About Leadent Digital

Leadent Digital provides the full spectrum of services from consulting advice to software development for field service operations. Their flagship product, the On My Way app provides real-time updates to customers on appointment visits, including expected time of arrival, appointment details and much more. Leadent’s customers include Foxtel and Bosch Thermotechnology, and many others through a partnership with IFS.

Ross Coundon, is the CTO at Leadent Digital and leads their software development efforts. Ross has been building software for over 20 years, and after years of building on-premise software was looking for a way to focus on solving business problems and not have to manage any servers.

The Challenge

In their quest for reducing the operational overhead of building large applications, Ross and his team experimented with AWS Elastic Beanstalk and Docker briefly before realizing that Lambda allowed them to build their MVPs far more easily and in a more cost effective way.

Some of the very early serverless applications at Leadent were built using Claudia.js and it was fine for a handful of Lambda functions. But it was hard to test in a real-world context.

This led them to Serverless Framework and serverless-offline. But there was “no confidence in going from an emulated offline environment to production”, says Ross. It wasn’t testing the permissions or any of the connections within the app. “You had to punt it over to AWS to find what was broken”.

He also didn’t think YAML was the right way to define infrastructure. He was looking for type support and looked at using serverless.ts with Serverless Framework. But felt the documentation was lacking, and for anything that was not directly supported by Serverless Framework, he needed to rely on a combination of guesswork and the AWS docs to piece the two together.

This painful process of developing and testing led them to look at SST.

Enter SST

The constructs in SST made a lot of sense to Ross and his team. It allowed them to define all the infrastructure in one place and not have to use any YAML configuration. Better still, with full type support and IDE intellisense.

They were also impressed with the Live Lambda Development environment. “Knowing that when I run an SST application I’m using real AWS infrastructure and my computer is a part of the pipe was incredible”, says Ross.

SST allowed them to set breakpoints in their code and debug in real-time, which meant that “you can iterate faster and build so much faster”, says Ross.

“You can iterate faster and build so much faster.”

The entire SST local development process was a revelation for the team. “I hadn’t found anything like SST and haven’t seen anything like it since”, says Ross.

“I hadn’t found anything like SST and haven’t seen anything like it since.”

They also use Seed to deploy their SST apps. All their major customers have separate deployments of their application. These are also deployed to separate AWS accounts. They use a PR based workflow in Seed and once their changes are merged to master, it gets deployed to all their customer accounts.

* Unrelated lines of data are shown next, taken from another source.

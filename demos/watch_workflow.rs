//! Watch a project's workflow state in real time.
//!
//! Polls the snapshot adaptively (0.5 s while a step runs, 10 s idle) and
//! folds WebSocket events into a live log, printing both as they arrive.
//!
//! ```sh
//! cargo run --example watch_workflow
//! ```

use std::time::Duration;

use tokio::sync::mpsc;
use workflow_sync::{SyncConfig, SyncUpdate, Synchronizer, WorkflowClient};

#[tokio::main]
async fn main() -> std::result::Result<(), Box<dyn std::error::Error>> {
    let client = WorkflowClient::new("http://127.0.0.1:8000/api/v2");
    let sync = Synchronizer::new(client, SyncConfig::default());

    let (tx, mut rx) = mpsc::unbounded_channel();
    let handle = sync.spawn("demo-project", move |update| {
        let _ = tx.send(update);
    });

    let deadline = tokio::time::Instant::now() + Duration::from_secs(120);
    loop {
        let update = tokio::select! {
            update = rx.recv() => match update {
                Some(u) => u,
                None => break,
            },
            _ = tokio::time::sleep_until(deadline) => break,
        };

        match update {
            SyncUpdate::Snapshot(snapshot) => {
                println!(
                    "overall: {} ({:.0}%)",
                    snapshot.overall_status.as_str(),
                    snapshot.overall_progress
                );
                for (id, step) in snapshot.steps() {
                    let lock = id
                        .lock_reason(&step.dependencies)
                        .map(|reason| format!(" \u{2014} {reason}"))
                        .unwrap_or_default();
                    println!(
                        "  {}: {} ({:.0}%){}",
                        id.display_name(),
                        step.status.as_str(),
                        step.overall_progress,
                        lock
                    );
                }
                if snapshot.overall_status.is_terminal() {
                    break;
                }
            }
            SyncUpdate::Log(entry) => {
                println!("[{}] {}", entry.level.as_str(), entry.message);
            }
            SyncUpdate::Phase(phase) => println!("session phase: {phase:?}"),
            SyncUpdate::FetchFailed(message) => {
                eprintln!("fetch failed (keeping last known state): {message}");
            }
        }
    }

    handle.stop().await;
    Ok(())
}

They just recently completed migrating their flagship product completely to SST. And next week one of their larger customers will be using the new version of their application.

The Future

The next 6 to 12 months is an exciting time for Ross and Leadent. They are looking to grow the team. They are also looking to expand the capabilities of their flagship product by adding live chat, so customers will be able to interact with the field service reps in real-time and they’ll be relying on SST for building this out.